Comprehensive and consistent use of ICF principles is essential for medical and rehabilitative care, providing a fundamental framework and point of reference for interdisciplinary healthcare practitioners as well as patients and their family members to speak in a common language at the time of complex care delivery and transition from pediatric to adult care. The use of ICF-CY principles for the rehabilitation process allows a multidisciplinary rehabilitation team to structure a complete rehabilitation program to benefit patients, and thus should be implemented in all stages of medical and rehabilitation care of these patients.
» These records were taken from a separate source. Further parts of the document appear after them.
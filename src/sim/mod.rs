//! Room simulation module
//!
//! All gameplay logic lives here. This module must stay free of I/O:
//! - Fixed timestep only
//! - Seeded RNG only
//! - Stable iteration order (spawn order, sorted contacts)
//! - No transport or clock dependencies

pub mod layout;
pub mod physics;
pub mod state;
pub mod tick;
pub mod variant;

pub use physics::{Aabb, Body, BodyHandle, Contact, Shape, World};
pub use state::{
    Ball, BodyKind, BodyTag, Brick, BrickKind, Direction, Player, RoomEvent, RoomPhase, RoomState,
    Side,
};
pub use tick::tick;
pub use variant::{BrickRule, EdgeRule, PaddleStyle, Variant, VariantPreset};
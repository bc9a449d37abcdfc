//! Results View - 报告渲染

use std::fmt::Write;

use crate::application::commands::Route;
use crate::application::store::OrchestrationState;
use crate::domain::diagnosis::PredictionResult;

pub const MEDICAL_DISCLAIMER: &str = "This AI-generated report is for informational purposes only \
and is not a substitute for professional medical advice, diagnosis, or treatment. Always seek the \
advice of a qualified dermatologist or healthcare professional regarding any medical condition.";

/// 结果页视图
#[derive(Debug, PartialEq)]
pub enum ResultsView<'a> {
    /// 没有结果，回到上传入口
    Redirect(Route),
    Report(&'a PredictionResult),
}

/// 结果页前置条件：存在预测结果
pub fn results_view(state: &OrchestrationState) -> ResultsView<'_> {
    match &state.prediction_result {
        Some(result) => ResultsView::Report(result),
        None => ResultsView::Redirect(Route::Upload),
    }
}

/// 渲染纯文本报告
pub fn render_report(result: &PredictionResult) -> String {
    let mut out = String::new();
    let top = result.top_candidate();
    let details = result.details();

    // write! 到 String 不会失败
    let _ = writeln!(out, "Uploaded Image: {}", result.image());
    let _ = writeln!(
        out,
        "Generated: {}",
        result.created_at().format("%Y-%m-%d %H:%M:%S UTC")
    );
    let _ = writeln!(out);
    let _ = writeln!(out, "AI Prediction Results");
    for (rank, candidate) in result.predictions().iter().enumerate() {
        let _ = writeln!(
            out,
            "  {}. {} - {:.1}% ({})",
            rank + 1,
            candidate.name,
            candidate.confidence,
            candidate.level().as_str()
        );
    }

    let _ = writeln!(out);
    let _ = writeln!(out, "Disease Report: {}", top.name);
    if let Some(overview) = &details.overview {
        let _ = writeln!(out, "{}", overview);
    }
    if details.is_empty() {
        let _ = writeln!(out, "No additional details available.");
    }

    for section in details.sections() {
        let _ = writeln!(out);
        let _ = writeln!(out, "{}", section.title);
        for item in section.items {
            let _ = writeln!(out, "  - {}", item);
        }
    }

    if let Some(advice) = &details.when_to_see_doctor {
        let _ = writeln!(out);
        let _ = writeln!(out, "When to See a Doctor");
        let _ = writeln!(out, "  {}", advice);
    }

    let _ = writeln!(out);
    let _ = writeln!(out, "Medical Disclaimer");
    let _ = writeln!(out, "{}", MEDICAL_DISCLAIMER);
    out
}
//! Diagnosis Context - 疾病详情
//!
//! 远端详情服务不保证任何 schema：所有字段可选，未知字段忽略，
//! 响应体可能是 JSON 字符串再包一层 JSON（双重编码）。

use serde::{Deserialize, Serialize};
use serde_json::{Map, Value};

use super::DetailsDecodeError;

/// 允许的最大字符串编码层数
const MAX_ENCODING_LAYERS: usize = 2;

/// 疾病详情
///
/// 可选字段记录；远端返回的未知字段不会保留
#[derive(Debug, Clone, Default, PartialEq, Serialize, Deserialize)]
pub struct DiseaseDetails {
    #[serde(default, skip_serializing_if = "Option::is_none")]
    pub overview: Option<String>,

    #[serde(default, skip_serializing_if = "Vec::is_empty")]
    pub symptoms: Vec<String>,

    #[serde(default, skip_serializing_if = "Vec::is_empty")]
    pub causes: Vec<String>,

    #[serde(default, skip_serializing_if = "Vec::is_empty")]
    pub home_remedy: Vec<String>,

    #[serde(default, skip_serializing_if = "Vec::is_empty")]
    pub treatment: Vec<String>,

    #[serde(default, skip_serializing_if = "Option::is_none")]
    pub when_to_see_doctor: Option<String>,
}

/// 报告中的一个列表段落
#[derive(Debug, Clone, PartialEq)]
pub struct ReportSection<'a> {
    pub title: &'static str,
    pub items: &'a [String],
}

impl DiseaseDetails {
    /// 从任意 JSON 对象宽松提取
    ///
    /// - 列表字段接受单个字符串（视为一项）和 `{title, description}` 对象
    /// - 类型不符的字段视为缺失
    pub fn from_map(map: &Map<String, Value>) -> Self {
        Self {
            overview: lookup(map, &["overview", "description"]).and_then(text),
            symptoms: lookup(map, &["symptoms"]).map(items).unwrap_or_default(),
            causes: lookup(map, &["causes"]).map(items).unwrap_or_default(),
            home_remedy: lookup(map, &["home_remedy", "homeRemedy", "home_remedies", "remedies"])
                .map(items)
                .unwrap_or_default(),
            treatment: lookup(map, &["treatment", "treatments"])
                .map(items)
                .unwrap_or_default(),
            when_to_see_doctor: lookup(map, &["when_to_see_doctor", "whenToSeeDoctor"])
                .and_then(text),
        }
    }

    pub fn is_empty(&self) -> bool {
        self.overview.is_none()
            && self.symptoms.is_empty()
            && self.causes.is_empty()
            && self.home_remedy.is_empty()
            && self.treatment.is_empty()
            && self.when_to_see_doctor.is_none()
    }

    /// 非空列表段落，按报告顺序
    pub fn sections(&self) -> Vec<ReportSection<'_>> {
        [
            ("Symptoms", &self.symptoms),
            ("Causes", &self.causes),
            ("Home Remedies", &self.home_remedy),
            ("Treatment", &self.treatment),
        ]
        .into_iter()
        .filter(|(_, items)| !items.is_empty())
        .map(|(title, items)| ReportSection {
            title,
            items: items.as_slice(),
        })
        .collect()
    }
}

/// 防御性解码详情响应
///
/// 接受 JSON 对象，或包含对象 JSON 的字符串（最多两层编码）
pub fn decode_details(raw: Value) -> Result<DiseaseDetails, DetailsDecodeError> {
    let mut value = raw;
    let mut layers = 0;

    loop {
        match value {
            Value::Object(map) => return Ok(DiseaseDetails::from_map(&map)),
            Value::String(encoded) => {
                if layers == MAX_ENCODING_LAYERS {
                    return Err(DetailsDecodeError::TooDeeplyEncoded(MAX_ENCODING_LAYERS));
                }
                value = serde_json::from_str(&encoded)
                    .map_err(|e| DetailsDecodeError::Malformed(e.to_string()))?;
                layers += 1;
            }
            other => return Err(DetailsDecodeError::NotAMapping(kind_of(&other))),
        }
    }
}

fn lookup<'a>(map: &'a Map<String, Value>, keys: &[&str]) -> Option<&'a Value> {
    keys.iter().find_map(|key| map.get(*key))
}

fn text(value: &Value) -> Option<String> {
    match value {
        Value::String(s) if !s.trim().is_empty() => Some(s.trim().to_string()),
        _ => None,
    }
}

fn items(value: &Value) -> Vec<String> {
    match value {
        Value::Array(values) => values.iter().filter_map(item).collect(),
        other => item(other).into_iter().collect(),
    }
}

fn item(value: &Value) -> Option<String> {
    match value {
        Value::String(_) => text(value),
        Value::Object(map) => {
            let title = map.get("title").and_then(text);
            let description = map.get("description").and_then(text);
            match (title, description) {
                (Some(title), Some(description)) => Some(format!("{}: {}", title, description)),
                (Some(only), None) | (None, Some(only)) => Some(only),
                (None, None) => None,
            }
        }
        _ => None,
    }
}

fn kind_of(value: &Value) -> &'static str {
    match value {
        Value::Null => "null",
        Value::Bool(_) => "boolean",
        Value::Number(_) => "number",
        Value::String(_) => "string",
        Value::Array(_) => "array",
        Value::Object(_) => "object",
    }
}
//! Diagnosis Context - 预测结果

use chrono::{DateTime, Utc};
use serde::{Deserialize, Serialize};

use super::{DiseaseDetails, ImageHandle, PredictionCandidate};

/// 预测结果
///
/// 不变量:
/// - `predictions` 至少包含一个候选
/// - `details` 总是已解码的映射，从不是原始字符串
#[derive(Debug, Clone, PartialEq, Serialize, Deserialize)]
#[serde(rename_all = "camelCase", try_from = "PredictionResultRecord")]
pub struct PredictionResult {
    image: ImageHandle,
    predictions: Vec<PredictionCandidate>,
    details: DiseaseDetails,
    created_at: DateTime<Utc>,
}

impl PredictionResult {
    /// 组合结果；候选为空时返回 None
    pub fn new(
        image: ImageHandle,
        predictions: Vec<PredictionCandidate>,
        details: DiseaseDetails,
    ) -> Option<Self> {
        if predictions.is_empty() {
            return None;
        }
        Some(Self {
            image,
            predictions,
            details,
            created_at: Utc::now(),
        })
    }

    pub fn image(&self) -> &ImageHandle {
        &self.image
    }

    pub fn predictions(&self) -> &[PredictionCandidate] {
        &self.predictions
    }

    /// 排名第一的候选
    pub fn top_candidate(&self) -> &PredictionCandidate {
        &self.predictions[0]
    }

    pub fn details(&self) -> &DiseaseDetails {
        &self.details
    }

    pub fn created_at(&self) -> DateTime<Utc> {
        self.created_at
    }
}

/// 反序列化中间形态，用于在加载时重新校验不变量
#[derive(Deserialize)]
#[serde(rename_all = "camelCase")]
struct PredictionResultRecord {
    image: ImageHandle,
    predictions: Vec<PredictionCandidate>,
    #[serde(default)]
    details: DiseaseDetails,
    #[serde(default = "Utc::now")]
    created_at: DateTime<Utc>,
}

impl TryFrom<PredictionResultRecord> for PredictionResult {
    type Error = String;

    fn try_from(record: PredictionResultRecord) -> Result<Self, Self::Error> {
        if record.predictions.is_empty() {
            return Err("prediction result has no candidates".to_string());
        }
        Ok(Self {
            image: record.image,
            predictions: record.predictions,
            details: record.details,
            created_at: record.created_at,
        })
    }
}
Pediatric physiatrists should be consulted as early as possible even in the pre-surgical planning stage, as with any elective amputation, for the purpose of the initiation of ICF principles. This permits multidisciplinary teams treating an adolescent with complex medical conditions including rare forms of bone cancers to establish a common language in reference to functional abilities, to optimize functional restoration, and to coordinate transitions of care. While a physiatrist may be the team member most equipped to introduce, incorporate, and possibly lead this process, ICF principles should be adapted and applied by the whole medial team for better patient care. A goal-oriented approach with the whole person is the ideal treatment option for these complex patients, as illustrated by this case.
Footnotes
Acknowledgments
We thank the patient’s pediatric rehabilitation team for their dedicated care of this adolescent.
Conflict of interest
Competing interests – None; Funding or grants or equipment provided for the project from any source – None; Financial benefits to the authors – None; Details of any previous presentation of the research, manuscript, or abstract in any form – None.
Ethical considerations
This report, as a case report, is exempt from Institutional Review Board approval. Informed consent, however, was obtained from the next of kin.